Ich bin noch in der Probezeit (ich Depp) 

Was hab ich nun zu erwarten? 

Einmal wars ein stand blitzer, und ein mobiler.


(Vorher nie was zu schulden kommen lassen)


----------



## TheBadFrag (19. Oktober 2015)

Nachschulung. 

Is ******* gelaufen...


----------



## R4Z0R1911 (19. Oktober 2015)

Echt? Und was ist mit Fahrverbot?


----------



## Bunny_Joe (19. Oktober 2015)

Aufbauseminar



Dumm gelaufen.


----------



## labernet (19. Oktober 2015)

nein, sicher nicht. Bin selber von 2 Mobilen geblitzt worden (3km/h und 11km/h innerorts), während der Probezeit. gab halt n Bußgeld, das wars. Nachschulung sollte erst sein, wenns in die Punkte geht.

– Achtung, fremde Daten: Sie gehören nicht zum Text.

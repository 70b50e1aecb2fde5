//! Limit rules, scopes, and the active-rule registry.

use std::collections::HashSet;

use parking_lot::RwLock;
use serde::{Deserialize, Serialize};

use crate::core::EngineError;

/// Level at which a quota is tracked.
#[derive(Debug, Clone, Copy, PartialEq, Eq, Hash, Serialize, Deserialize)]
#[serde(rename_all = "snake_case")]
pub enum ScopeType {
    /// A single social account.
    Account,
    /// A group of accounts managed together.
    Group,
    /// An application-level integration shared by many accounts.
    App,
}

/// A concrete scope a candidate post counts against.
#[derive(Debug, Clone, PartialEq, Eq, Hash, Serialize, Deserialize)]
pub struct ScopeRef {
    /// Scope level.
    pub scope_type: ScopeType,
    /// Identifier within that level.
    pub scope_id: String,
}

impl ScopeRef {
    /// Build a scope reference.
    pub fn new(scope_type: ScopeType, scope_id: impl Into<String>) -> Self {
        Self {
            scope_type,
            scope_id: scope_id.into(),
        }
    }
}

/// A time-windowed quota definition.
///
/// At most one rule may be active per `(scope_type, window_secs,
/// scope_id_filter)` key; the registry enforces this on every write.
#[derive(Debug, Clone, PartialEq, Eq, Serialize, Deserialize)]
pub struct LimitRule {
    /// Stable rule identifier, unique within the active set.
    pub id: String,
    /// Scope level the rule applies to.
    pub scope_type: ScopeType,
    /// Window length in seconds.
    pub window_secs: u64,
    /// Maximum actions allowed per window.
    pub max_actions: u64,
    /// Priority, 1 = most critical. Drives listing order and health penalties.
    pub priority: u8,
    /// Restrict the rule to one scope id instead of every scope of its type.
    #[serde(default, skip_serializing_if = "Option::is_none")]
    pub scope_id_filter: Option<String>,
}

impl LimitRule {
    /// Start of the window containing `at` for this rule's window length.
    ///
    /// `window_secs` is validated non-zero before a rule enters the registry.
    pub const fn window_start(&self, at: u64) -> u64 {
        (at / self.window_secs) * self.window_secs
    }

    /// Whether this rule applies to `scope`.
    pub fn applies_to(&self, scope: &ScopeRef) -> bool {
        self.scope_type == scope.scope_type
            && self
                .scope_id_filter
                .as_ref()
                .is_none_or(|id| *id == scope.scope_id)
    }

    fn key(&self) -> (ScopeType, u64, Option<&str>) {
        (
            self.scope_type,
            self.window_secs,
            self.scope_id_filter.as_deref(),
        )
    }
}

/// Optional constraints for [`RuleRegistry::list`].
#[derive(Debug, Clone, Default, Serialize, Deserialize)]
pub struct RuleFilter {
    /// Only rules at this scope level.
    pub scope_type: Option<ScopeType>,
    /// Only rules at least this critical (priority <= `max_priority`).
    pub max_priority: Option<u8>,
}

/// Validate a single rule's fields.
pub fn validate_rule(rule: &LimitRule) -> Result<(), EngineError> {
    if rule.id.trim().is_empty() {
        return Err(EngineError::Validation("rule id must not be empty".into()));
    }
    if rule.window_secs == 0 {
        return Err(EngineError::Validation(format!(
            "rule `{}`: window_secs must be greater than 0",
            rule.id
        )));
    }
    if rule.max_actions == 0 {
        return Err(EngineError::Validation(format!(
            "rule `{}`: max_actions must be greater than 0",
            rule.id
        )));
    }
    if rule.priority == 0 {
        return Err(EngineError::Validation(format!(
            "rule `{}`: priority must be at least 1",
            rule.id
        )));
    }
    if rule
        .scope_id_filter
        .as_ref()
        .is_some_and(|f| f.trim().is_empty())
    {
        return Err(EngineError::Validation(format!(
            "rule `{}`: scope_id_filter must not be empty when present",
            rule.id
        )));
    }
    Ok(())
}

/// Validate a full rule set: every rule individually, plus id and
/// `(scope_type, window_secs, scope_id_filter)` uniqueness across the set.
pub fn validate_rule_set(rules: &[LimitRule]) -> Result<(), EngineError> {
    let mut ids = HashSet::new();
    let mut keys = HashSet::new();
    for rule in rules {
        validate_rule(rule)?;
        if !ids.insert(rule.id.as_str()) {
            return Err(EngineError::RuleConflict(format!(
                "duplicate rule id `{}`",
                rule.id
            )));
        }
        if !keys.insert(rule.key()) {
            return Err(EngineError::RuleConflict(format!(
                "rule `{}` duplicates an existing (scope_type, window_secs, filter) key",
                rule.id
            )));
        }
    }
    Ok(())
}

/// Holds the active rule set and swaps it atomically.
///
/// Readers always observe a complete set: `replace_all` validates the whole
/// incoming set before taking the write lock, so a mixed old/new view is
/// never possible.
#[derive(Debug, Default)]
pub struct RuleRegistry {
    rules: RwLock<Vec<LimitRule>>,
}

impl RuleRegistry {
    /// Create an empty registry.
    pub fn new() -> Self {
        Self::default()
    }

    /// Register a single rule, rejecting invalid fields and key conflicts.
    pub fn register(&self, rule: LimitRule) -> Result<(), EngineError> {
        validate_rule(&rule)?;
        let mut rules = self.rules.write();
        if rules.iter().any(|r| r.id == rule.id) {
            return Err(EngineError::RuleConflict(format!(
                "duplicate rule id `{}`",
                rule.id
            )));
        }
        if rules.iter().any(|r| r.key() == rule.key()) {
            return Err(EngineError::RuleConflict(format!(
                "rule `{}` duplicates an active (scope_type, window_secs, filter) key",
                rule.id
            )));
        }
        tracing::debug!(rule_id = %rule.id, "rule registered");
        rules.push(rule);
        Ok(())
    }

    /// List active rules matching `filter`, most critical first (ascending
    /// priority, ties by id).
    pub fn list(&self, filter: &RuleFilter) -> Vec<LimitRule> {
        let rules = self.rules.read();
        let mut out: Vec<LimitRule> = rules
            .iter()
            .filter(|r| filter.scope_type.is_none_or(|t| r.scope_type == t))
            .filter(|r| filter.max_priority.is_none_or(|p| r.priority <= p))
            .cloned()
            .collect();
        out.sort_by(|a, b| a.priority.cmp(&b.priority).then_with(|| a.id.cmp(&b.id)));
        out
    }

    /// Snapshot of the rules applicable to one scope, priority ascending.
    pub fn rules_for(&self, scope: &ScopeRef) -> Vec<LimitRule> {
        let rules = self.rules.read();
        let mut out: Vec<LimitRule> = rules
            .iter()
            .filter(|r| r.applies_to(scope))
            .cloned()
            .collect();
        out.sort_by(|a, b| a.priority.cmp(&b.priority).then_with(|| a.id.cmp(&b.id)));
        out
    }

    /// Replace the entire active set atomically. The previous set stays
    /// active if any incoming rule is invalid.
    pub fn replace_all(&self, rules: Vec<LimitRule>) -> Result<(), EngineError> {
        validate_rule_set(&rules)?;
        let count = rules.len();
        *self.rules.write() = rules;
        tracing::info!(rule_count = count, "active rule set replaced");
        Ok(())
    }

    /// Cloned copy of the full active set in insertion order.
    pub fn snapshot(&self) -> Vec<LimitRule> {
        self.rules.read().clone()
    }

    /// Number of active rules.
    pub fn len(&self) -> usize {
        self.rules.read().len()
    }

    /// Whether no rules are active.
    pub fn is_empty(&self) -> bool {
        self.rules.read().is_empty()
    }
}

Verlängerung der Probezeit um 2 weitere Jahre und Aufbauseminar bei erstmaligem A-Verstoß (u.a. Überschreiten der zulässigen Höchstgeschwindigkeit um mehr als 20 km/h (innerorts oder außerorts))


----------



## MATRIX KILLER (19. Oktober 2015)

R4Z0R1911 schrieb:


> Echt? Und was ist mit Fahrverbot?



Abwarten und Tee trinken, sonst mal hier schauen https://www.bussgeldkatalog.org/geschwindigkeitsueberschreitung/


----------



## runamoK (19. Oktober 2015)

Bei jeweils nur 10Kmh zu schnell hat man eigentlich nix zu befürchten. Solange es keine Punkte gab... 

"Überschreiten der zulässigen Höchstgeschwindigkeit (hat mit Pkw ohne Anhänger oder Motorrad erst ab 21 km/h Auswirkungen auf die Probezeit"

https://www.bussgeldkataloge.de/indexprobezeit.html


----------



## R4Z0R1911 (19. Oktober 2015)

Da steht 2x A verstoß aber nur über 21kmh. Ich war aber drunter. Deswegen Frage ich hier ja.


----------



## runamoK (19. Oktober 2015)

Wenn du drunter warst hast du nur das Bußgeld zu befürchten.


----------



## R4Z0R1911 (19. Oktober 2015)

Was ist, nur mal angenommen, wenn ich Bei nur einem über 21 wäre und der andere halt 10? 

Interesse halber.


----------



## rabe08 (19. Oktober 2015)

Ich will jetzt nicht klugscheißern, Du weisst selber, was Du falsch gemacht hast. Aber ganz generell: vorschriftsmäßig fahren ist einfach Stressfreier. In der Stadt musst du weniger und weniger hart Bremsen, auf Landstraße und Autobahn fährst Du nicht so häufig auf LKWs auf und sicherer ist es auch. Gerade als Anfänger solltest Du eher vorsichtig sein. Um mit ein bischen Speed eher am Ziel zu sein, musst Du schon extrem viel Glück haben, also hast Du noch nicht mal einen Vorteil vom Schnellerfahren.


----------



## Rotkaeppchen (19. Oktober 2015)

Hier steht es genau. Die Grenze sind 40,-€ Bussgeld, davon müsstest Du zwei innerhalb der Probezeit machen, oder einmal "A", mit mehr als 21k/h zu schnell, aber das ist nur meine Meinung, lies es selber:
https://www.bussgeldkataloge.de/indexprobezeit.html


Lerne daraus, mach die Augen auf und erkenne zumindest die festen Blitzer immer. Dieser Führerschein auf Probe ist ja wirklich hart, gab es bei mir noch nicht.


----------



## Dr Bakterius (19. Oktober 2015)

Hm du musst ein Lübecker Hütchen tragen sowie Stützräder ans Fahrzeug montieren. Generell sind " Rechtsberatungen " hier tabu. Aber du kannst auf dieser Seite mal schauen ( sollte wohl ohne Folgen bleiben )


----------



## R4Z0R1911 (19. Oktober 2015)

Ja, hab auf jeden Fall daraus gelernt. Wie lange dauert es bis da post kommt?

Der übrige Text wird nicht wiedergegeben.